**TASK PROMPT**
Please write out exactly the lines of the data below from the line holding "repository 53bd63a4ab25d4d0" through the line holding "the public URL", and leave out the rest.

**DATA**
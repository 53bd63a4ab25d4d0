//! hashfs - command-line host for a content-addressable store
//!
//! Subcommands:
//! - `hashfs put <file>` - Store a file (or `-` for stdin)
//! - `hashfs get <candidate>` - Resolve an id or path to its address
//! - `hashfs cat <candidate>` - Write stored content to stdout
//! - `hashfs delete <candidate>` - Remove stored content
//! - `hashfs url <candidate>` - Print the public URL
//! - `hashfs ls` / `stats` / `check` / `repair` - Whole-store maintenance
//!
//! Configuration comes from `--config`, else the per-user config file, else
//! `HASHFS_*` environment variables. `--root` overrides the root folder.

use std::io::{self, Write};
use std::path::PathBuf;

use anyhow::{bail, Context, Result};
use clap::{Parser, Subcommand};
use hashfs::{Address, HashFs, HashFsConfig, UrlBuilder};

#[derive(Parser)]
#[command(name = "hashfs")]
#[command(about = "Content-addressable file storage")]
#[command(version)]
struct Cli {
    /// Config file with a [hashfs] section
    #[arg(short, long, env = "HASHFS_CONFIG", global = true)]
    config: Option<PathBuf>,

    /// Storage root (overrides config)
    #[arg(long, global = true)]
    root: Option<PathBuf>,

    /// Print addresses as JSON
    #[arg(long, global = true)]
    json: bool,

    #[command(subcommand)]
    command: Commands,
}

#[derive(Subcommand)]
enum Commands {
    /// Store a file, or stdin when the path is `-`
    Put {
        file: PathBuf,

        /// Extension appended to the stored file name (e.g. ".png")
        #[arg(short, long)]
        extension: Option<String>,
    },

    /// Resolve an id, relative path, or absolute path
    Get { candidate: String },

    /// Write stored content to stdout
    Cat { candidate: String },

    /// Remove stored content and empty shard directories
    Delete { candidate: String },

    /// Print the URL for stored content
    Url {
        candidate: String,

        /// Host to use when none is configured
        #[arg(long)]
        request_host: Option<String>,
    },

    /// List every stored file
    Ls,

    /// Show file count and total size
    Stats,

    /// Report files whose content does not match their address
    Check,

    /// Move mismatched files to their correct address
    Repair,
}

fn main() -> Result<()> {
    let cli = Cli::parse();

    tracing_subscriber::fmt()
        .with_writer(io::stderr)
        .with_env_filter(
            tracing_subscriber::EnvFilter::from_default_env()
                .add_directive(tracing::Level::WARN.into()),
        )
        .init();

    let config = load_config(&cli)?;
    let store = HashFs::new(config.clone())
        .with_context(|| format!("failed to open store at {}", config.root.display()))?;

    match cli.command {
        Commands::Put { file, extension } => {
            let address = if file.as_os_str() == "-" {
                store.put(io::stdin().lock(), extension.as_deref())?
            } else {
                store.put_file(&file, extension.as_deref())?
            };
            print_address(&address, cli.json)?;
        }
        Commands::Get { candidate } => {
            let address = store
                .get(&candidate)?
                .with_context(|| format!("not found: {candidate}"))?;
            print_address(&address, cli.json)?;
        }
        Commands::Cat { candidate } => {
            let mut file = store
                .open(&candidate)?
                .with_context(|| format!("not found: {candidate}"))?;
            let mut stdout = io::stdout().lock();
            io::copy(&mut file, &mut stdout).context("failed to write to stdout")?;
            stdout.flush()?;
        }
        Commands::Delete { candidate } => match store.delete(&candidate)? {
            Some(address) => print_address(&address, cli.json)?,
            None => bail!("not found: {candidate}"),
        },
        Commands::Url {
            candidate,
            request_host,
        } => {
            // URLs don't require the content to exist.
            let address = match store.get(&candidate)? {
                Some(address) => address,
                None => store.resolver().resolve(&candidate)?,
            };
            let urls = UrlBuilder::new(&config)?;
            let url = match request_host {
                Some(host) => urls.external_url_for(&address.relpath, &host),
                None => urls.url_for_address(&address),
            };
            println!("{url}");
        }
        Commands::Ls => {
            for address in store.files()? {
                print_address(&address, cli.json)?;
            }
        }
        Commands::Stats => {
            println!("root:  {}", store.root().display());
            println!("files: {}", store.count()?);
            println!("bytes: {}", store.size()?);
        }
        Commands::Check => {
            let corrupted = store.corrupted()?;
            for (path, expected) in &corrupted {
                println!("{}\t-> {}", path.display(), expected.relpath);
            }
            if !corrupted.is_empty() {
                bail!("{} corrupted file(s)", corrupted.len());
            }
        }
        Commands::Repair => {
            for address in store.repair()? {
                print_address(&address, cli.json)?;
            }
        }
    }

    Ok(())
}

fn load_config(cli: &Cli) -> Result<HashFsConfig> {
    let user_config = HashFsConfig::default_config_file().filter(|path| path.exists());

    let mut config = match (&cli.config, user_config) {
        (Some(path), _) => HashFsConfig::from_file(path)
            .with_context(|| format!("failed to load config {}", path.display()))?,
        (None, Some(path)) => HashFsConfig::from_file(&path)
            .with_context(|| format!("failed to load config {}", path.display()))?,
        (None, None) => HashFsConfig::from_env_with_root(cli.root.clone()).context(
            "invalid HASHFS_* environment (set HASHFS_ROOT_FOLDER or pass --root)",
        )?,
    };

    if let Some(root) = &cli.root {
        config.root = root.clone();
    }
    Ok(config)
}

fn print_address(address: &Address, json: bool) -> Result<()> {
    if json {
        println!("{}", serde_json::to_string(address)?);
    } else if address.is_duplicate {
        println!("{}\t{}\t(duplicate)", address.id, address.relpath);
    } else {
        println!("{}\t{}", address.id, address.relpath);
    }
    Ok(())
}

...

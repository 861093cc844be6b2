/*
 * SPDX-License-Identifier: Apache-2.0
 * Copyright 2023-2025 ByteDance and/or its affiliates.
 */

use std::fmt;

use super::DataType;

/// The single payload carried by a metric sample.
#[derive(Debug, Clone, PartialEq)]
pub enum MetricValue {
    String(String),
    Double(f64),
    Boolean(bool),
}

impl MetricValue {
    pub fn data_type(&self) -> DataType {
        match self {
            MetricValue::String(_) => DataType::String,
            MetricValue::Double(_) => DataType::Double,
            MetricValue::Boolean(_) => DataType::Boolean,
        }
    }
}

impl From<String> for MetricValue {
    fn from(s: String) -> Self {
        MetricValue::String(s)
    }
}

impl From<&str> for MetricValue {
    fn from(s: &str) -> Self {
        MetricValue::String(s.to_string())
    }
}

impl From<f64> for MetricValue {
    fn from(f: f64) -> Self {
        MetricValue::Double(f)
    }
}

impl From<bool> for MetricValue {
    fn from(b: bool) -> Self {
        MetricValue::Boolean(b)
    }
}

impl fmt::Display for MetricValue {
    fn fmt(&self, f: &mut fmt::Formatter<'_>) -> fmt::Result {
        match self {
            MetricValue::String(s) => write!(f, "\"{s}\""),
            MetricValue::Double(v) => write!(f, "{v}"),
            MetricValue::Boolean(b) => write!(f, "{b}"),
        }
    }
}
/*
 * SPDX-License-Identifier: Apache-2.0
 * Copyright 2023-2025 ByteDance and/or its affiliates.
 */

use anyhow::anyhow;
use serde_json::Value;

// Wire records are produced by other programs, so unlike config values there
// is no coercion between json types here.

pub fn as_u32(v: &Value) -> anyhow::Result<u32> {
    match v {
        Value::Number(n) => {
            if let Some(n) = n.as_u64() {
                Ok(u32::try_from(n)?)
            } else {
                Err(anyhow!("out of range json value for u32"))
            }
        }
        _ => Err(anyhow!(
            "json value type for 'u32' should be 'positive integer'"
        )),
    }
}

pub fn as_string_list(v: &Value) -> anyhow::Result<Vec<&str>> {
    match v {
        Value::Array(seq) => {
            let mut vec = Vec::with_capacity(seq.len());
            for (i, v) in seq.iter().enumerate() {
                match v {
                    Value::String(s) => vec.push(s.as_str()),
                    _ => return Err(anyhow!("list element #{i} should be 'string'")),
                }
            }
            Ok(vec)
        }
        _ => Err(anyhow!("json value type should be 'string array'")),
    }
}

==

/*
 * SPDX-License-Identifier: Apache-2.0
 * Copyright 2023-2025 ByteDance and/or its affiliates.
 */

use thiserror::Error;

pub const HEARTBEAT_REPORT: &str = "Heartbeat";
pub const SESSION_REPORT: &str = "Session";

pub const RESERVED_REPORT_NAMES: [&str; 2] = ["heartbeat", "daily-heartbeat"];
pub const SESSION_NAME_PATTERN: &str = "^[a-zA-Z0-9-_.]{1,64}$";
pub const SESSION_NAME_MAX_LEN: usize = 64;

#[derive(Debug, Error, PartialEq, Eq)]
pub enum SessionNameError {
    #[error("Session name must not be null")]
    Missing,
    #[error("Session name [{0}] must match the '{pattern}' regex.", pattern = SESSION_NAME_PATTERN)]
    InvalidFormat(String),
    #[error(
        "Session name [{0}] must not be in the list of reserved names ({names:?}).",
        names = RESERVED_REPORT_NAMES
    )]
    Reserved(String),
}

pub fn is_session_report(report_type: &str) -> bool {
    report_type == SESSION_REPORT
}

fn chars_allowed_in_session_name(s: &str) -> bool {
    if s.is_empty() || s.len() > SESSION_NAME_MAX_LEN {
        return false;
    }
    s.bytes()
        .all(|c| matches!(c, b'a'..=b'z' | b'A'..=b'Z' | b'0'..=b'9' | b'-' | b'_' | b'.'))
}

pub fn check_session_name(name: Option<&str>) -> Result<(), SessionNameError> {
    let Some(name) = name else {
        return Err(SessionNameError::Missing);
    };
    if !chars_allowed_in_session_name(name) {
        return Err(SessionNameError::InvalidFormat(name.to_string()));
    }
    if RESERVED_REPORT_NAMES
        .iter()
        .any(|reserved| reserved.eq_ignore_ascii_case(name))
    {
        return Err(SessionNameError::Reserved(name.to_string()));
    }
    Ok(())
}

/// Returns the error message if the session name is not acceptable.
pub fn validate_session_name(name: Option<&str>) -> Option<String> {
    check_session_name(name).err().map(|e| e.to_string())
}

**SOLUTION TO THIS PROBLEM**
repository 53bd63a4ab25d4d0
//! hashfs - command-line host for a content-addressable store
//!
//! Subcommands:
//! - `hashfs put <file>` - Store a file (or `-` for stdin)
//! - `hashfs get <candidate>` - Resolve an id or path to its address
//! - `hashfs cat <candidate>` - Write stored content to stdout
//! - `hashfs delete <candidate>` - Remove stored content
//! - `hashfs url <candidate>` - Print the public URL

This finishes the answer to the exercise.